> _DIRECTIONS_: Your job with the data below: print everything from the line that holds "pub enum GameError" down to the line that holds "pub struct GameRecord", ends included, exactly, and nothing else.

> _DATA FOR ANALYSIS_:
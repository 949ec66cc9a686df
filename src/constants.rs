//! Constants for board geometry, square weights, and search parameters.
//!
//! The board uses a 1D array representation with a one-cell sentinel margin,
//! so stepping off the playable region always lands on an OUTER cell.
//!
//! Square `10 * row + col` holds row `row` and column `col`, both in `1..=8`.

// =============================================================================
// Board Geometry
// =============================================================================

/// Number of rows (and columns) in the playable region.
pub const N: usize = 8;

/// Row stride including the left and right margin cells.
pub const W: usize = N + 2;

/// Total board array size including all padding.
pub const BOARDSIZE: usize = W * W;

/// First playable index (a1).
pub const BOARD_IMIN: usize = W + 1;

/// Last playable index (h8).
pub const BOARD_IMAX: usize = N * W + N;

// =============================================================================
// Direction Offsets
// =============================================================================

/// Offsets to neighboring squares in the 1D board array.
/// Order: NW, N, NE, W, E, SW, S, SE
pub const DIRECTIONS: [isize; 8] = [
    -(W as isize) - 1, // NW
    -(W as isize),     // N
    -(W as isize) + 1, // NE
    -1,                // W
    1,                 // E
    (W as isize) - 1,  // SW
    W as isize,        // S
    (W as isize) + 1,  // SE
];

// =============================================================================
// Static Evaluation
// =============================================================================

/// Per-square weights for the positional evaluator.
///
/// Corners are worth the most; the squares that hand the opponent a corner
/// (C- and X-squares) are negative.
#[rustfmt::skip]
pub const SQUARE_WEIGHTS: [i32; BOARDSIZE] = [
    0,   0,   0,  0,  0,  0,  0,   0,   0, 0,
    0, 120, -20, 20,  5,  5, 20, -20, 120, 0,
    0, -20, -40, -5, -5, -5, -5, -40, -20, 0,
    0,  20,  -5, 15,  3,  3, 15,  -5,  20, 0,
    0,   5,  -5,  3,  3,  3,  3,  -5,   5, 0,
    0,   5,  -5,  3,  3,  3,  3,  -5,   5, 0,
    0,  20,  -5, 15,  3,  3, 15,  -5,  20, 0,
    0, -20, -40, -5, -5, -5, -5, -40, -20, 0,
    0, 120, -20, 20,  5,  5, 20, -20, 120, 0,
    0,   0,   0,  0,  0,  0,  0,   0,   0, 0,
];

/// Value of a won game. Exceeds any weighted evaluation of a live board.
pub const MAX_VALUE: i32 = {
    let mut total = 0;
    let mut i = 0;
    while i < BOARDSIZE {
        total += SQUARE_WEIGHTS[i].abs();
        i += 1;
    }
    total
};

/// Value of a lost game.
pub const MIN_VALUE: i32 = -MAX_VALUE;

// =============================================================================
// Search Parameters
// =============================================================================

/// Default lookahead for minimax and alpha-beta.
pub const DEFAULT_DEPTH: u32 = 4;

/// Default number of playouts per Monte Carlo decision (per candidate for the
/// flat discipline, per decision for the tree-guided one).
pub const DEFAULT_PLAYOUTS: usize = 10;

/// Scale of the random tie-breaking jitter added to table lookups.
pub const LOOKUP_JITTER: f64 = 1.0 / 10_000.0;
...
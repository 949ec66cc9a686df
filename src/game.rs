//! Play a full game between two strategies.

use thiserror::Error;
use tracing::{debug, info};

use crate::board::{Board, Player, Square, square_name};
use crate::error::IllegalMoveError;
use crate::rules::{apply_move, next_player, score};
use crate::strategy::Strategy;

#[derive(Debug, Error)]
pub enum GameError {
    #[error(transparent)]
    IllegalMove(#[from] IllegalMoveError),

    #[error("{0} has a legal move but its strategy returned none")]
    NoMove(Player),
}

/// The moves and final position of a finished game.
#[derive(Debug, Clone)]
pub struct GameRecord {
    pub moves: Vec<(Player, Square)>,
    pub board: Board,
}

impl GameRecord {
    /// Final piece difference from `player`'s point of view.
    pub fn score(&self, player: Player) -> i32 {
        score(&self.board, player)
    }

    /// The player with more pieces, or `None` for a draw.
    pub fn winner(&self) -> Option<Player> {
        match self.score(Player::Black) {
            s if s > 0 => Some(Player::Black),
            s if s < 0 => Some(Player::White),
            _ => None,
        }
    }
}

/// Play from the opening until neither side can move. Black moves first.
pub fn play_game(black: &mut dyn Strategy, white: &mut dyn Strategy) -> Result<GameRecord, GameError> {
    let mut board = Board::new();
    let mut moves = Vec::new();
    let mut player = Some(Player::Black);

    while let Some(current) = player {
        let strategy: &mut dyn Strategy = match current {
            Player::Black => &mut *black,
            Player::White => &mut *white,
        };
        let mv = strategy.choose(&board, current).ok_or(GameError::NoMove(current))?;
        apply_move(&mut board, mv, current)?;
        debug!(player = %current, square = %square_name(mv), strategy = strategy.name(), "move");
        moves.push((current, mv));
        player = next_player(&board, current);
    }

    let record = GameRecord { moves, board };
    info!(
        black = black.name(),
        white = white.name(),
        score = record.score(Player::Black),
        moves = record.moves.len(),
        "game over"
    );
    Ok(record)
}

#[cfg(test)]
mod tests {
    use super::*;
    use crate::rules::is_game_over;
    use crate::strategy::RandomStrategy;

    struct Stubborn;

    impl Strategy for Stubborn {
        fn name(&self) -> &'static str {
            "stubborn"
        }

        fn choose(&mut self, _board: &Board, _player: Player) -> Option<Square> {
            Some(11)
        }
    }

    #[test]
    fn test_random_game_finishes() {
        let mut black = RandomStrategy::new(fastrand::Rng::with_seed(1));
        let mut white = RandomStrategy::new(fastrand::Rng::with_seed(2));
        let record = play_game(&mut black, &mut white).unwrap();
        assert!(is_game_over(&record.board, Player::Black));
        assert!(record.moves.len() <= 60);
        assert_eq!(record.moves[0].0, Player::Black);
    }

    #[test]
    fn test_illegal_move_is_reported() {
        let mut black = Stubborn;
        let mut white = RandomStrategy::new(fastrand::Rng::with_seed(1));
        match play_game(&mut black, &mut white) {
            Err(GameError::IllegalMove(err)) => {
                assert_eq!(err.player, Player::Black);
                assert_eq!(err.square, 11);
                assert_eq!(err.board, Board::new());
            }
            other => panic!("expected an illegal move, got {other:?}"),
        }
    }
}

> _THE COMPLETED TASK_:
pub enum GameError {
    #[error(transparent)]
    IllegalMove(#[from] IllegalMoveError),

    #[error("{0} has a legal move but its strategy returned none")]
    NoMove(Player),
}

/// The moves and final position of a finished game.
#[derive(Debug, Clone)]
pub struct GameRecord {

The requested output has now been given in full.